(Saved data entries)
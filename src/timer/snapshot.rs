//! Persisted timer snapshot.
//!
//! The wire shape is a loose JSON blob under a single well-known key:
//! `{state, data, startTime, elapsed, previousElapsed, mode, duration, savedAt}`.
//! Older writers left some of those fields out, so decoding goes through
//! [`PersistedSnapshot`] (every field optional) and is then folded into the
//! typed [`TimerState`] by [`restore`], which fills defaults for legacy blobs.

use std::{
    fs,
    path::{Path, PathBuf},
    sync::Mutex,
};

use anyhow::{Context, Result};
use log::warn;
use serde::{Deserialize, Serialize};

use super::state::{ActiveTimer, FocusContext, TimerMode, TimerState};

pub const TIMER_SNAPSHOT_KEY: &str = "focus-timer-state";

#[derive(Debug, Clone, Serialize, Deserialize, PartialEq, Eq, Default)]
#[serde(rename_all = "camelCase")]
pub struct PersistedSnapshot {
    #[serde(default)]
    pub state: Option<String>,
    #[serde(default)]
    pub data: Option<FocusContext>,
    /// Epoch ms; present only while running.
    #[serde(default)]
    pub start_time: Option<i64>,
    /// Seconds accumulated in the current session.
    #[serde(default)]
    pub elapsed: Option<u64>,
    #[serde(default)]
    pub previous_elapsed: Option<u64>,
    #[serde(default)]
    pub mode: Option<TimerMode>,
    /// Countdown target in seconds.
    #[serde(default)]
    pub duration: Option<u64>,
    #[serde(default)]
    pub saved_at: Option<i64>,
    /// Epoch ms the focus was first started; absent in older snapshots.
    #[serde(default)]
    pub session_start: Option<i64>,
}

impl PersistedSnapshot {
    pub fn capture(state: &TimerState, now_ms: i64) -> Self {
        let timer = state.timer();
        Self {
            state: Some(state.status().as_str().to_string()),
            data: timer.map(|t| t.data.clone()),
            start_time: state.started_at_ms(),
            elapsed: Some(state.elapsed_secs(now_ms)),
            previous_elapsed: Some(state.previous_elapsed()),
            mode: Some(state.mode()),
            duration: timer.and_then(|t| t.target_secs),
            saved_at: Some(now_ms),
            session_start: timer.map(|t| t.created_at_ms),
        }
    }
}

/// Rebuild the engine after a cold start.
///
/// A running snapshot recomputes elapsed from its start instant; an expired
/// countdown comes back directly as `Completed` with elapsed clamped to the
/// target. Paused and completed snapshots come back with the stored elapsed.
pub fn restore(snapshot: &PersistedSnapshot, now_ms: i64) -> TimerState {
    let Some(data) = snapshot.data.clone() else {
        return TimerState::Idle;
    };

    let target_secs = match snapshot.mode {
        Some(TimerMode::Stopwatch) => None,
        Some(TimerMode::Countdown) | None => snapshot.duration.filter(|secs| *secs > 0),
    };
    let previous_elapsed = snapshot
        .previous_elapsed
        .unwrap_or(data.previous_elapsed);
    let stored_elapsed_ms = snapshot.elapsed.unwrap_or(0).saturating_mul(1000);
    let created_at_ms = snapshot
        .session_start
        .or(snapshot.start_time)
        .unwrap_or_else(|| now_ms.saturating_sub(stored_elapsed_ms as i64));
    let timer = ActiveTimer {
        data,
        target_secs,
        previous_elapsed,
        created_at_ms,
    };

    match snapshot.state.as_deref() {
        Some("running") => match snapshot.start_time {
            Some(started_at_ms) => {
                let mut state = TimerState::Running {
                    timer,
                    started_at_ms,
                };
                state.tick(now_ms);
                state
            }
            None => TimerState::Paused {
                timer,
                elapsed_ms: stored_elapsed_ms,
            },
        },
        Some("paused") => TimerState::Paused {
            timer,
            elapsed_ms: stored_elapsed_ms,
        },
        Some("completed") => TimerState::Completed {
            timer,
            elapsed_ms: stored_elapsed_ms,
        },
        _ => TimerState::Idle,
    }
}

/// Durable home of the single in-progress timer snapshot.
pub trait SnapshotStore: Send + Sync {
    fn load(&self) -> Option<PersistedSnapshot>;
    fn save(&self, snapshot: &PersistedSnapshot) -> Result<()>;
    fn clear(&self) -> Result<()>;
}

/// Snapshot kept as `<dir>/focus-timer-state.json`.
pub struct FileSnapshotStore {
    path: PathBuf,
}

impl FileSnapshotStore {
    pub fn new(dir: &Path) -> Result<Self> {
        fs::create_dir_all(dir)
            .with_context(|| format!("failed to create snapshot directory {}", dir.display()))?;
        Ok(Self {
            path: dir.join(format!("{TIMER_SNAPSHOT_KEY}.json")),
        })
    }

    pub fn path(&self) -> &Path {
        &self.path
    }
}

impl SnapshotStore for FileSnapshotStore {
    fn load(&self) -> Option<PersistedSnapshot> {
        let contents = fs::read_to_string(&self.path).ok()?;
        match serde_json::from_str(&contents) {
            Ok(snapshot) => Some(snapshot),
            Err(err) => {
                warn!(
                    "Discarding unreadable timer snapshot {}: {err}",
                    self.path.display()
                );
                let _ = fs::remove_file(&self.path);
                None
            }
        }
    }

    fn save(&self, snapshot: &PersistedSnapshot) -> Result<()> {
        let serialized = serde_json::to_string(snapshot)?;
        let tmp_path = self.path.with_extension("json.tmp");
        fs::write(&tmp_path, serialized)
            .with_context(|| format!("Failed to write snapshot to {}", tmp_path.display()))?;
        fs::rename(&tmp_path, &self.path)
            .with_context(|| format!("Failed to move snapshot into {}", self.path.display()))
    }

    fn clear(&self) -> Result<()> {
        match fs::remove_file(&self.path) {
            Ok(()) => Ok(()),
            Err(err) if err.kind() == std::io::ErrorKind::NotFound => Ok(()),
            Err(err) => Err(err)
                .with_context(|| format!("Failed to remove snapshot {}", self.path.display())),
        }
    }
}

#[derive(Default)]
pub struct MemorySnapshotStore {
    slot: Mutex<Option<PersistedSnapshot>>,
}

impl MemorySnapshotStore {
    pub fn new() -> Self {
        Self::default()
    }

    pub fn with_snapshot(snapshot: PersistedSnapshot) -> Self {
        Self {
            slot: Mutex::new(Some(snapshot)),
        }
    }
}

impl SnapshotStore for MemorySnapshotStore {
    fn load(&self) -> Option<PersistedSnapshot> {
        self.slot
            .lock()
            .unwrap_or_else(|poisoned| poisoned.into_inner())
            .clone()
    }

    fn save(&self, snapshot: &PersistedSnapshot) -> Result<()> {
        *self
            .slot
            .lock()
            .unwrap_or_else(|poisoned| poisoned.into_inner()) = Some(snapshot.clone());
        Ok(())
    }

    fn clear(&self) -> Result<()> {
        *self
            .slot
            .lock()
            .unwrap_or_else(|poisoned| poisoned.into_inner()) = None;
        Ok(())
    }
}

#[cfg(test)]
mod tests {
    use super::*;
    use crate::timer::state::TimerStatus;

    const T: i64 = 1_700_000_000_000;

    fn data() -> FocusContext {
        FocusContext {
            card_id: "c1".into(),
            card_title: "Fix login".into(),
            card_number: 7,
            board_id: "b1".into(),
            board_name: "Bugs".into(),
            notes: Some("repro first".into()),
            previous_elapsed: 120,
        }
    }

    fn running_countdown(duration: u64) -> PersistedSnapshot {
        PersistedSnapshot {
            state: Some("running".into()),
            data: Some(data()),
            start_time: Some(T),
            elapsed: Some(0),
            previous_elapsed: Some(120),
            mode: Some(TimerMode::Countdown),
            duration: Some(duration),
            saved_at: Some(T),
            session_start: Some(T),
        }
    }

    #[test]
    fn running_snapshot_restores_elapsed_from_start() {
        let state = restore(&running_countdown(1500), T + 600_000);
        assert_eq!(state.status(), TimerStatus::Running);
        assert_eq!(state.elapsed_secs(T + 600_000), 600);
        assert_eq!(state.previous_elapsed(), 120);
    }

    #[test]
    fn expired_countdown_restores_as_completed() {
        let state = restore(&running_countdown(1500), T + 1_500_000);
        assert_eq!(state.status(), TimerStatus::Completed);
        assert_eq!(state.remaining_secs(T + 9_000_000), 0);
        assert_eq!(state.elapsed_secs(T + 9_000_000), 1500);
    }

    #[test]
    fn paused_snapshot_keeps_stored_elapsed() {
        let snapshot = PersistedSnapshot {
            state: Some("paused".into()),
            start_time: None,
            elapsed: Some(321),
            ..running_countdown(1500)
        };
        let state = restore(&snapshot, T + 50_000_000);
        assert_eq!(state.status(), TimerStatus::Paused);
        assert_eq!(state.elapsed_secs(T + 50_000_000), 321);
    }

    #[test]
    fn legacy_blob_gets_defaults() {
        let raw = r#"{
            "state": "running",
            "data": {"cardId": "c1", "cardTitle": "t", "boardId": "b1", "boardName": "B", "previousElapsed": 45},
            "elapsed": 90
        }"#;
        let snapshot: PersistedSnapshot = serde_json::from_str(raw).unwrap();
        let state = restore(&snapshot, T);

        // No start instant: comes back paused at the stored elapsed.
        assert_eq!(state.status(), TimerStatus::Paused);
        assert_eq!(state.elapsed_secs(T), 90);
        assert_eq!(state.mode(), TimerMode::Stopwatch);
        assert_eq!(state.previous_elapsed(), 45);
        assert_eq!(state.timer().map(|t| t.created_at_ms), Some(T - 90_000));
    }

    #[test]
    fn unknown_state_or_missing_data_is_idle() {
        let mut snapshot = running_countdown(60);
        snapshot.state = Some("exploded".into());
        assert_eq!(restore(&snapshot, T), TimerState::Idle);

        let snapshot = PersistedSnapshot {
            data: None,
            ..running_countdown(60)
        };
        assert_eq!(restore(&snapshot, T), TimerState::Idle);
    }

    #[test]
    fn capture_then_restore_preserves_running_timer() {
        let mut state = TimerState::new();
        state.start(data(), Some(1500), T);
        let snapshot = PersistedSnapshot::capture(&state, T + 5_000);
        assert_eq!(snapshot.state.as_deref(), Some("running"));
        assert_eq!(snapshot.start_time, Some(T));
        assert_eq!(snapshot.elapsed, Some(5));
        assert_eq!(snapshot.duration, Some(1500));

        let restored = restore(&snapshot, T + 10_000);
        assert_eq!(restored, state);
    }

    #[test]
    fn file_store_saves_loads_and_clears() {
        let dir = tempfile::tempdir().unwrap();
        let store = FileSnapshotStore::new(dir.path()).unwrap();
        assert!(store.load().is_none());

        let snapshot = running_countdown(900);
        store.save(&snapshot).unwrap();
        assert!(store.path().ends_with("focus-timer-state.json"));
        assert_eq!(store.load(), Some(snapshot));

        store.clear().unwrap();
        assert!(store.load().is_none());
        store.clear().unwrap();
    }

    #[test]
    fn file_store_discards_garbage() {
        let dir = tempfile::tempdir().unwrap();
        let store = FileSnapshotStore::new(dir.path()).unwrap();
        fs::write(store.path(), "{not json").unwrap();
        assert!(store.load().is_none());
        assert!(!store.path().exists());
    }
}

__YOUR OBJECTIVE__:
Where a line above contains the word "TimerStatus", copy that line.

__OUTPUT FOR THIS TASK__:
    use crate::timer::state::TimerStatus;
        assert_eq!(state.status(), TimerStatus::Running);
        assert_eq!(state.status(), TimerStatus::Completed);
        assert_eq!(state.status(), TimerStatus::Paused);
        assert_eq!(state.status(), TimerStatus::Paused);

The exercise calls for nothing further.